But then came the fallout from the special ethics committee report on Courtney Milan and the ruling to censure her, as well as ban her from holding office within RWA. If you’re not part of the romance world, I wrote about this debacle shortly after it occurred, linking to all the relevant parts of the story at the time (The Bodies in the Backyard: Can RWA be Saved?). Since then, multiple major publishers, as well as scads of agents and editors alike have withdrawn their support of RWA, refusing to host events or maintain any support to the upcoming conference this summer. Members have resigned in protest; more are not planning to renew their membership when it comes due again. Chapters have dissolved rather than maintain affiliation with the organization as it now stands. President-elect Damon Suede and Executive Director Carol Ritter, as well as the entire Board, have resigned. The RITA awards for this year have been canceled. Several major papers have written articles trying to get to the bottom of this mess, and an independent audit was released siting numerous serious issues with how the whole thing was handled. Although the audit didn’t conclude there was any malicious intent, it did conclude that conflicting rules cobbled together ad hoc contributed to the poor handling of the situation. Several things came out of the audit that were disturbing, to say the least. The pushback from some authors who want to maintain the status quo is even more upsetting. I’m finding out belatedly that the standard which some people want RWA to uphold is romance should exist primarily between cis het white able-bodied Christian couples. Oh, and preferably excluding books written by digital-only, indie authors.

As a cis het white able bodied Christian woman, I believe everyone is deserving of their HEA. I think it’s past time that we acknowledge the publishing industry as a whole has artificially maintained a kind of romance standard that is exclusionary to many marginalized groups.

Some people are attempting to pick up the pieces in the hopes of salvaging RWA and making it what it should have been all along: a place for all romance authors (and their characters), regardless of race, gender, sexual orientation, or physical and mental status to network about writing, publishing, and marketing.

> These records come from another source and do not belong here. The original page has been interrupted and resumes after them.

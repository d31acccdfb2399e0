//! Agent contracts
//!
//! Dynamic agents do work when the classifier asks for it. Reactive agents
//! recompute a derived view from the whole session whenever a relevant
//! event arrives. Neither kind talks to another agent directly; dependent
//! agents read upstream results from the session snapshot.

use async_trait::async_trait;
use serde_json::Value;

use super::error::AgentError;
use crate::domain::{Input, SessionState};
use crate::events::{EventPayload, ShouldExecute, Topic};
use crate::state::{StateResponse, StateStore};

/// Everything one dynamic execution may look at
#[derive(Debug, Clone)]
pub struct AgentContext {
    /// Snapshot re-read from the store right before execution
    pub session: SessionState,

    /// The should-execute payload that triggered this run
    pub trigger: ShouldExecute,

    /// Inputs named by the trigger that still exist
    pub inputs: Vec<Input>,

    pub execution_id: String,
}

impl AgentContext {
    pub fn session_id(&self) -> &str {
        &self.session.session_id
    }

    /// Completed result of another agent in this session
    pub fn upstream(&self, agent_name: &str) -> Option<&Value> {
        self.session.completed_result(agent_name).map(|r| &r.result)
    }

    /// Lowercased content and tags of the triggering inputs, in input order
    ///
    /// Falls back to every session input when the trigger named none (a
    /// recalculation with no direct support).
    pub fn text(&self) -> String {
        let inputs = if self.inputs.is_empty() {
            &self.session.inputs
        } else {
            &self.inputs
        };
        inputs.iter().map(Input::searchable_text).collect::<Vec<_>>().join("\n")
    }
}

/// What a successful execution produced
#[derive(Debug, Clone, PartialEq)]
pub struct AgentOutput {
    pub result: Value,
    /// In [0, 1]
    pub confidence: f64,
}

impl AgentOutput {
    pub fn new(result: Value, confidence: f64) -> Self {
        Self { result, confidence }
    }
}

/// Agent triggered by `agent.should_execute`
#[async_trait]
pub trait DynamicAgent: Send + Sync {
    /// Unique name, matched against `ShouldExecute::agent_name`
    fn name(&self) -> &str;

    /// Domain step; runs outside any session lock
    async fn execute(&self, ctx: &AgentContext) -> Result<AgentOutput, AgentError>;
}

/// Agent that maintains a derived view of the session
#[async_trait]
pub trait ReactiveAgent: Send + Sync {
    fn name(&self) -> &str;

    /// Topics that trigger a recomputation
    fn topics(&self) -> Vec<Topic>;

    /// Pure function of the session; returns the payload to publish
    fn recompute(&self, state: &SessionState) -> Result<EventPayload, AgentError>;

    /// Cache the recomputed view in the store
    async fn apply(&self, store: &StateStore, session_id: &str, payload: &EventPayload) -> StateResponse<()>;
}
//! Event Bus - topic-addressed fan-out pub/sub
//!
//! Every `subscribe` call gets its own bounded queue. Publishing enqueues the
//! event into every current subscriber queue of that topic. A full queue gets
//! a short `send_timeout`; if that expires the event is dropped for that one
//! subscriber and `failed_deliveries` is bumped.
//!
//! Deliveries on one topic are serialized by a per-topic async lock, which is
//! what gives each subscriber FIFO order per topic.

use std::collections::{HashMap, VecDeque};
use std::sync::atomic::{AtomicBool, AtomicU64, Ordering};
use std::sync::{Arc, Mutex, MutexGuard, Weak};
use std::time::Duration;

use futures::Stream;
use serde::Serialize;
use tokio::sync::mpsc::error::{SendTimeoutError, TrySendError};
use tokio::sync::{mpsc, watch};
use tracing::{debug, info, warn};

use super::error::BusError;
use super::topic::Topic;
use super::types::Event;
use crate::config::BusConfig;

/// Subscriber queue registered under one or more topics
#[derive(Clone)]
struct SubscriberSlot {
    id: u64,
    tx: mpsc::Sender<Event>,
}

/// Per-topic subscriber list plus its delivery lock
#[derive(Default)]
struct TopicChannel {
    subscribers: Mutex<Vec<SubscriberSlot>>,
    /// Held for the whole fan-out of one event
    delivery_lock: tokio::sync::Mutex<()>,
}

#[derive(Default)]
struct BusCounters {
    published: AtomicU64,
    delivered: AtomicU64,
    failed_deliveries: AtomicU64,
    pruned_subscribers: AtomicU64,
}

struct BusShared {
    config: BusConfig,
    topics: HashMap<Topic, TopicChannel>,
    next_subscriber_id: AtomicU64,
    accepting: AtomicBool,
    history: Mutex<VecDeque<Event>>,
    counters: BusCounters,
    shutdown_tx: watch::Sender<bool>,
}

/// Lock a std mutex, recovering the data if a holder panicked
fn lock<T>(mutex: &Mutex<T>) -> MutexGuard<'_, T> {
    mutex.lock().unwrap_or_else(|poisoned| poisoned.into_inner())
}

impl BusShared {
    fn channel(&self, topic: Topic) -> Result<&TopicChannel, BusError> {
        self.topics
            .get(&topic)
            .ok_or_else(|| BusError::UnknownTopic(topic.to_string()))
    }

    fn remove_subscriber(&self, id: u64, topics: &[Topic]) {
        for topic in topics {
            if let Some(channel) = self.topics.get(topic) {
                lock(&channel.subscribers).retain(|slot| slot.id != id);
            }
        }
    }

    fn record_history(&self, event: &Event) {
        if self.config.history_size == 0 {
            return;
        }
        let mut history = lock(&self.history);
        while history.len() >= self.config.history_size {
            history.pop_front();
        }
        history.push_back(event.clone());
    }
}

/// Point-in-time bus counters
#[derive(Debug, Clone, Default, Serialize)]
pub struct BusMetrics {
    /// Events accepted by publish
    pub published: u64,
    /// Successful enqueues (one per subscriber per event)
    pub delivered: u64,
    /// Enqueues dropped after the delivery timeout
    pub failed_deliveries: u64,
    /// Queues removed because their consumer went away
    pub pruned_subscribers: u64,
    /// Live subscriber queues per topic
    pub subscribers_per_topic: HashMap<String, usize>,
    /// Events currently held in the debug ring buffer
    pub history_len: usize,
    /// False once shutdown has started
    pub accepting: bool,
}

/// Central event bus
///
/// Cheap to clone; every clone refers to the same bus.
#[derive(Clone)]
pub struct EventBus {
    shared: Arc<BusShared>,
}

impl EventBus {
    /// Create a bus with every catalog topic registered
    pub fn new(config: BusConfig) -> Self {
        debug!(
            queue_capacity = config.queue_capacity,
            delivery_timeout_ms = config.delivery_timeout_ms,
            history_size = config.history_size,
            "EventBus::new: creating event bus"
        );
        let topics = Topic::ALL.iter().map(|t| (*t, TopicChannel::default())).collect();
        let (shutdown_tx, _) = watch::channel(false);

        Self {
            shared: Arc::new(BusShared {
                config,
                topics,
                next_subscriber_id: AtomicU64::new(1),
                accepting: AtomicBool::new(true),
                history: Mutex::new(VecDeque::new()),
                counters: BusCounters::default(),
                shutdown_tx,
            }),
        }
    }

    /// Create a bus with default configuration
    pub fn with_default_config() -> Self {
        Self::new(BusConfig::default())
    }

    /// Publish an event to every subscriber of its topic
    ///
    /// Returns once the event has been offered to every subscriber. A
    /// subscriber whose queue stays full past the delivery timeout misses
    /// this event; nobody else is affected.
    pub async fn publish(&self, event: Event) -> Result<(), BusError> {
        debug!(
            event_type = event.event_type(),
            session_id = %event.session_id,
            correlation_id = %event.correlation_id,
            "EventBus::publish"
        );
        if !self.shared.accepting.load(Ordering::SeqCst) {
            debug!("EventBus::publish: rejected, bus is shut down");
            return Err(BusError::Closed);
        }
        event.validate().map_err(BusError::InvalidPayload)?;

        let channel = self.shared.channel(event.topic)?;
        self.shared.record_history(&event);
        self.shared.counters.published.fetch_add(1, Ordering::Relaxed);

        let _order = channel.delivery_lock.lock().await;
        let targets: Vec<SubscriberSlot> = lock(&channel.subscribers).clone();
        let timeout = self.shared.config.delivery_timeout();
        let mut closed = Vec::new();

        for slot in targets {
            match slot.tx.try_send(event.clone()) {
                Ok(()) => {
                    self.shared.counters.delivered.fetch_add(1, Ordering::Relaxed);
                }
                Err(TrySendError::Full(event)) => match slot.tx.send_timeout(event, timeout).await {
                    Ok(()) => {
                        self.shared.counters.delivered.fetch_add(1, Ordering::Relaxed);
                    }
                    Err(SendTimeoutError::Timeout(event)) => {
                        self.shared.counters.failed_deliveries.fetch_add(1, Ordering::Relaxed);
                        warn!(
                            subscriber_id = slot.id,
                            topic = %event.topic,
                            event_id = %event.event_id,
                            ?timeout,
                            "EventBus: subscriber queue full, dropping event"
                        );
                    }
                    Err(SendTimeoutError::Closed(_)) => closed.push(slot.id),
                },
                Err(TrySendError::Closed(_)) => closed.push(slot.id),
            }
        }

        if !closed.is_empty() {
            let mut subscribers = lock(&channel.subscribers);
            subscribers.retain(|slot| !closed.contains(&slot.id));
            self.shared
                .counters
                .pruned_subscribers
                .fetch_add(closed.len() as u64, Ordering::Relaxed);
            debug!(pruned = closed.len(), "EventBus::publish: pruned closed subscribers");
        }

        Ok(())
    }

    /// Publish on a topic given by name
    ///
    /// Fails with `UnknownTopic` for names outside the catalog.
    pub async fn publish_named(&self, topic: &str, event: Event) -> Result<(), BusError> {
        debug!(%topic, "EventBus::publish_named: called");
        let topic: Topic = topic.parse().map_err(|_| BusError::UnknownTopic(topic.to_string()))?;
        if topic != event.topic {
            return Err(BusError::InvalidPayload(format!(
                "event for {} published on {}",
                event.topic, topic
            )));
        }
        self.publish(event).await
    }

    /// Subscribe to one topic
    ///
    /// Only events published after this call are received.
    pub fn subscribe(&self, topic: Topic) -> Subscription {
        self.subscribe_topics(&[topic])
    }

    /// Subscribe to a topic given by name
    pub fn subscribe_named(&self, topic: &str) -> Result<Subscription, BusError> {
        let topic: Topic = topic.parse().map_err(|_| BusError::UnknownTopic(topic.to_string()))?;
        Ok(self.subscribe(topic))
    }

    /// Subscribe one queue to several topics
    ///
    /// Order is FIFO per topic; there is no ordering across topics.
    pub fn subscribe_topics(&self, topics: &[Topic]) -> Subscription {
        let id = self.shared.next_subscriber_id.fetch_add(1, Ordering::Relaxed);
        let (tx, rx) = mpsc::channel(self.shared.config.queue_capacity.max(1));
        debug!(subscriber_id = id, ?topics, "EventBus::subscribe_topics: new subscriber");

        if self.shared.accepting.load(Ordering::SeqCst) {
            for topic in topics {
                if let Some(channel) = self.shared.topics.get(topic) {
                    lock(&channel.subscribers).push(SubscriberSlot { id, tx: tx.clone() });
                }
            }
        } else {
            debug!(subscriber_id = id, "EventBus::subscribe_topics: bus shut down, subscription is closed");
        }

        Subscription {
            id,
            topics: topics.to_vec(),
            rx,
            shared: Arc::downgrade(&self.shared),
            shutdown_rx: self.shared.shutdown_tx.subscribe(),
        }
    }

    /// Number of live subscriber queues on a topic
    pub fn subscriber_count(&self, topic: Topic) -> usize {
        self.shared
            .topics
            .get(&topic)
            .map(|c| lock(&c.subscribers).len())
            .unwrap_or(0)
    }

    /// Number of events dropped because a queue stayed full
    pub fn failed_deliveries(&self) -> u64 {
        self.shared.counters.failed_deliveries.load(Ordering::Relaxed)
    }

    pub fn is_accepting(&self) -> bool {
        self.shared.accepting.load(Ordering::SeqCst)
    }

    /// Most recent events from the debug ring buffer (oldest first)
    ///
    /// `session_id = None` returns events from every session.
    pub fn recent_events(&self, session_id: Option<&str>, limit: usize) -> Vec<Event> {
        debug!(?session_id, limit, "EventBus::recent_events: called");
        let history = lock(&self.shared.history);
        let mut events: Vec<Event> = history
            .iter()
            .rev()
            .filter(|e| session_id.is_none_or(|id| e.session_id == id))
            .take(limit)
            .cloned()
            .collect();
        events.reverse();
        events
    }

    /// Snapshot of the bus counters
    pub fn metrics(&self) -> BusMetrics {
        let counters = &self.shared.counters;
        BusMetrics {
            published: counters.published.load(Ordering::Relaxed),
            delivered: counters.delivered.load(Ordering::Relaxed),
            failed_deliveries: counters.failed_deliveries.load(Ordering::Relaxed),
            pruned_subscribers: counters.pruned_subscribers.load(Ordering::Relaxed),
            subscribers_per_topic: Topic::ALL
                .iter()
                .map(|t| (t.to_string(), self.subscriber_count(*t)))
                .collect(),
            history_len: lock(&self.shared.history).len(),
            accepting: self.is_accepting(),
        }
    }

    /// Stop accepting publishes, let in-flight deliveries settle, then
    /// release every subscriber queue
    ///
    /// Waits at most `grace` for deliveries already in progress. After this
    /// returns every `Subscription` yields end-of-stream.
    pub async fn shutdown(&self, grace: Duration) {
        if !self.shared.accepting.swap(false, Ordering::SeqCst) {
            debug!("EventBus::shutdown: already shut down");
            return;
        }
        info!(?grace, "EventBus shutting down");

        let settle = async {
            for channel in self.shared.topics.values() {
                let _settled = channel.delivery_lock.lock().await;
            }
        };
        if tokio::time::timeout(grace, settle).await.is_err() {
            warn!(?grace, "EventBus::shutdown: grace period expired with deliveries in flight");
        }

        let mut released = 0;
        for channel in self.shared.topics.values() {
            let mut subscribers = lock(&channel.subscribers);
            released += subscribers.len();
            subscribers.clear();
        }
        self.shared.shutdown_tx.send_replace(true);
        info!(released, "EventBus stopped");
    }
}

impl Default for EventBus {
    fn default() -> Self {
        Self::with_default_config()
    }
}

/// Outcome of a bounded wait on a subscription
#[derive(Debug)]
pub enum RecvOutcome {
    Event(Box<Event>),
    /// Nothing arrived within the poll interval
    Idle,
    /// The bus shut down or went away
    Closed,
}

/// A subscriber's private delivery queue
///
/// Dropping it unsubscribes from every topic it was registered on.
pub struct Subscription {
    id: u64,
    topics: Vec<Topic>,
    rx: mpsc::Receiver<Event>,
    shared: Weak<BusShared>,
    shutdown_rx: watch::Receiver<bool>,
}

impl Subscription {
    pub fn id(&self) -> u64 {
        self.id
    }

    pub fn topics(&self) -> &[Topic] {
        &self.topics
    }

    /// Wait for the next event; `None` once the bus has shut down
    pub async fn recv(&mut self) -> Option<Event> {
        if *self.shutdown_rx.borrow() {
            return None;
        }
        tokio::select! {
            event = self.rx.recv() => event,
            _ = self.shutdown_rx.changed() => {
                debug!(subscriber_id = self.id, "Subscription::recv: bus shut down");
                None
            }
        }
    }

    /// Wait at most `poll` for the next event
    ///
    /// Agent loops use this to wake periodically and check their running flag.
    pub async fn recv_timeout(&mut self, poll: Duration) -> RecvOutcome {
        match tokio::time::timeout(poll, self.recv()).await {
            Ok(Some(event)) => RecvOutcome::Event(Box::new(event)),
            Ok(None) => RecvOutcome::Closed,
            Err(_) => RecvOutcome::Idle,
        }
    }

    /// Take an already-queued event without waiting
    pub fn try_recv(&mut self) -> Option<Event> {
        self.rx.try_recv().ok()
    }

    /// Turn the subscription into a lazy stream of events
    pub fn into_stream(self) -> impl Stream<Item = Event> {
        futures::stream::unfold(self, |mut sub| async move { sub.recv().await.map(|event| (event, sub)) })
    }
}

impl Drop for Subscription {
    fn drop(&mut self) {
        if let Some(shared) = self.shared.upgrade() {
            debug!(subscriber_id = self.id, "Subscription::drop: unsubscribing");
            shared.remove_subscriber(self.id, &self.topics);
        }
    }
}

I think they have a nearly impossible task ahead of them, based on what I’ve been reading and hearing.

I canceled my plans to attend this summer’s conference. I have mixed feelings about maintaining membership in RWA. I’d just renewed my membership when all this came down, and I decided to let it ride in the hopes of retaining the right to vote in any upcoming elections. But as time passed and more and more things came to light, I’m no longer certain I want to be a member of RWA. I’m definitely certain I don’t need to be a member–at least not at this juncture in my writing career.

See, one of the extremely valuable things RWA allowed was access to agents and publishers. While it would be lovely to think of snagging a big contract and quitting the day job, that’s not likely to happen to me. It would be akin to winning the lottery: a wonderful, but unrealistic dream. What I really need is more individualized instruction, in a setting where I can ask my newbie questions without being made to feel like an idiot, especially if I’m not as tech-savvy as the rest of the audience. I need to learn what I can do to promote my work on a limited budget, finish, polish and publish my work as an indie author without the Big Dream of a major publishing contract some day. Sure, I can work toward that dream, but I need something more geared to delivering information in a manner in which I can digest it and utilize now. A smaller venue where I can have conversations with fellow authors one night and continue the association the next day without having lost them in the convention crowd.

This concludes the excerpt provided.